My eyes burn with exhaustion, and the harsh hospital lighting drills into my skull.

I send a few messages to Marcus, but he doesn’t reply. It’s the middle of the night in LA, so I don’t really blame him.

I find myself cataloging useless details—the number of ceiling tiles, the pattern on the nurse’s scrubs, the flicker of the exit sign—anything to distract from the gnawing worry in my gut.

We finally get news that Dad is out of surgery, but touch and go is still applied to him. The surgeon explains that the next forty-eight hours are critical.

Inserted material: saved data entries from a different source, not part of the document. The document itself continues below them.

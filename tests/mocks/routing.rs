//! Mock routing vendor and execution primitive

#![allow(dead_code)]

use std::sync::atomic::{AtomicBool, AtomicUsize, Ordering};
use std::sync::{Arc, Mutex};

use kite_router::async_trait::async_trait;
use kite_router::types::{
	AdapterResult, ComposerQuoteRequest, ExecutionHooks, StepUpdate, Token, TokenAmount,
	ValidatedRouteRequest, VendorStepStatus,
};
use kite_router::{
	AdapterError, ExecutionError, Route, RouteExecutor, RoutingClient, WalletClient,
};
use tokio::sync::Semaphore;

use super::fixtures::{bridge_route, tx_hash, vault_route};

/// Routing client with call tracking and an optional gate
///
/// Without fixed routes, `get_routes` answers with one route whose id is the
/// requested amount, so tests can tell which request was served. With a gate,
/// every vendor call waits for a permit before answering.
#[derive(Debug, Default)]
pub struct MockRoutingClient {
	routes: Mutex<Option<Vec<Route>>>,
	pub route_calls: AtomicUsize,
	pub composer_calls: AtomicUsize,
	pub fail_routes: AtomicBool,
	pub fail_composer: AtomicBool,
	pub requests: Mutex<Vec<ValidatedRouteRequest>>,
	pub composer_requests: Mutex<Vec<ComposerQuoteRequest>>,
	gate: Option<Arc<Semaphore>>,
}

impl MockRoutingClient {
	pub fn new() -> Self {
		Self::default()
	}

	/// Client whose calls block until [`MockRoutingClient::release`] grants a permit
	pub fn gated() -> Self {
		Self {
			gate: Some(Arc::new(Semaphore::new(0))),
			..Self::default()
		}
	}

	pub fn with_routes(routes: Vec<Route>) -> Self {
		let client = Self::default();
		*client.routes.lock().unwrap() = Some(routes);
		client
	}

	pub fn release(&self, calls: usize) {
		if let Some(gate) = &self.gate {
			gate.add_permits(calls);
		}
	}

	pub fn route_calls(&self) -> usize {
		self.route_calls.load(Ordering::SeqCst)
	}

	pub fn composer_calls(&self) -> usize {
		self.composer_calls.load(Ordering::SeqCst)
	}

	async fn pass_gate(&self) {
		if let Some(gate) = &self.gate {
			gate.acquire().await.expect("gate closed").forget();
		}
	}
}

#[async_trait]
impl RoutingClient for MockRoutingClient {
	async fn get_routes(&self, request: &ValidatedRouteRequest) -> AdapterResult<Vec<Route>> {
		self.route_calls.fetch_add(1, Ordering::SeqCst);
		self.requests.lock().unwrap().push(request.clone());
		self.pass_gate().await;

		if self.fail_routes.load(Ordering::SeqCst) {
			return Err(AdapterError::from_http_failure(503, ""));
		}
		let fixed = self.routes.lock().unwrap().clone();
		Ok(fixed.unwrap_or_else(|| vec![bridge_route(request.from_amount.as_str(), 0.5)]))
	}

	async fn get_composer_quote(&self, request: &ComposerQuoteRequest) -> AdapterResult<Route> {
		self.composer_calls.fetch_add(1, Ordering::SeqCst);
		self.composer_requests.lock().unwrap().push(request.clone());
		self.pass_gate().await;

		if self.fail_composer.load(Ordering::SeqCst) {
			return Err(AdapterError::VendorError {
				code: "1002".to_string(),
				message: "No available quotes for the requested transfer".to_string(),
			});
		}
		Ok(vault_route("composer"))
	}

	async fn get_token(&self, chain_id: u64, token: &str) -> AdapterResult<Token> {
		Ok(Token::new(token, chain_id, "USDC", 6))
	}
}

/// What the mock executor does for one step
#[derive(Debug, Clone, Default)]
pub struct ScriptedStep {
	/// Chain the wallet must be on before the step runs
	pub chain_id: Option<u64>,
	/// (old, new) guaranteed output reported mid-step
	pub rate_change: Option<(String, String)>,
	/// Receiving-chain hash reported on completion
	pub receiving_hash: Option<String>,
	pub fail: Option<String>,
}

/// Execution primitive following a fixed script
#[derive(Debug, Default)]
pub struct MockExecutor {
	script: Vec<ScriptedStep>,
	hold: Option<Arc<Semaphore>>,
	pub runs: AtomicUsize,
}

impl MockExecutor {
	pub fn new(script: Vec<ScriptedStep>) -> Self {
		Self {
			script,
			..Self::default()
		}
	}

	/// Executor that blocks before its first step until [`MockExecutor::release`]
	pub fn held(script: Vec<ScriptedStep>) -> Self {
		Self {
			script,
			hold: Some(Arc::new(Semaphore::new(0))),
			..Self::default()
		}
	}

	pub fn release(&self) {
		if let Some(hold) = &self.hold {
			hold.add_permits(1);
		}
	}
}

#[async_trait]
impl RouteExecutor for MockExecutor {
	async fn execute_route(
		&self,
		route: &Route,
		wallet: &dyn WalletClient,
		hooks: &dyn ExecutionHooks,
	) -> Result<(), ExecutionError> {
		self.runs.fetch_add(1, Ordering::SeqCst);
		if let Some(hold) = &self.hold {
			hold.acquire().await.expect("hold closed").forget();
		}

		for (index, step) in route.steps.iter().enumerate() {
			let script = self.script.get(index).cloned().unwrap_or_default();

			if let Some(chain_id) = script.chain_id {
				if wallet.chain_id().await? != chain_id {
					hooks.switch_chain(chain_id).await?;
				}
			}

			hooks.update_route(StepUpdate::new(index, VendorStepStatus::Pending));

			if let Some((old, new)) = &script.rate_change {
				if !hooks
					.accept_exchange_rate_update(index, &TokenAmount::from(old.as_str()), &TokenAmount::from(new.as_str()))
					.await
				{
					return Err(ExecutionError::RateRejected);
				}
			}

			hooks.update_route(
				StepUpdate::new(index, VendorStepStatus::ActionRequired)
					.with_message(format!("Confirm {} in your wallet", step.tool_name)),
			);

			if let Some(reason) = &script.fail {
				hooks.update_route(StepUpdate::new(index, VendorStepStatus::Failed));
				return Err(ExecutionError::StepFailed {
					step_index: index,
					reason: reason.clone(),
				});
			}

			hooks.update_route(
				StepUpdate::new(index, VendorStepStatus::Done)
					.with_tx_hash(tx_hash(index as u64 + 1))
					.with_receiving_tx_hash(script.receiving_hash.clone()),
			);
		}
		Ok(())
	}
}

“You can sit with him if you like,” she says.

Nothing could prepare me for the sight of my father lying in an ICU bed, hooked up to what seems like a hundred machines, each one monitoring a different vital sign.

It’s more waiting, hoping.

Mum, Saskia, and I have run out of words to try to reassure each other, and we just sit there, lost in our own thoughts. The steady hiss of the ventilator becomes a grim lullaby as we sit by his bed.

Dawn comes creeping through the cracks in the curtain, and the hospital starts to wake up around us, but Dad’s status remains unchanged.

When the door to Dad’s room opens, I wearily raise my gaze, expecting to see another nurse. Instead, I find myself staring into a pair of familiar, worried eyes.

My heart stops.

Marcus.

Here. Now.

Am I hallucinating? Have I reached that point of extreme tiredness where the boundaries between wishful thinking and reality start to blur?

“What are you doing here?” The words are out of my mouth before I can think.

“Seb.” Saskia’s voice has an admonishing tone. Shit. In my shock at seeing Marcus, I’d forgotten she and Mum were witnessing this.

Saskia’s eyes fill with tears as she stands to hug Marcus.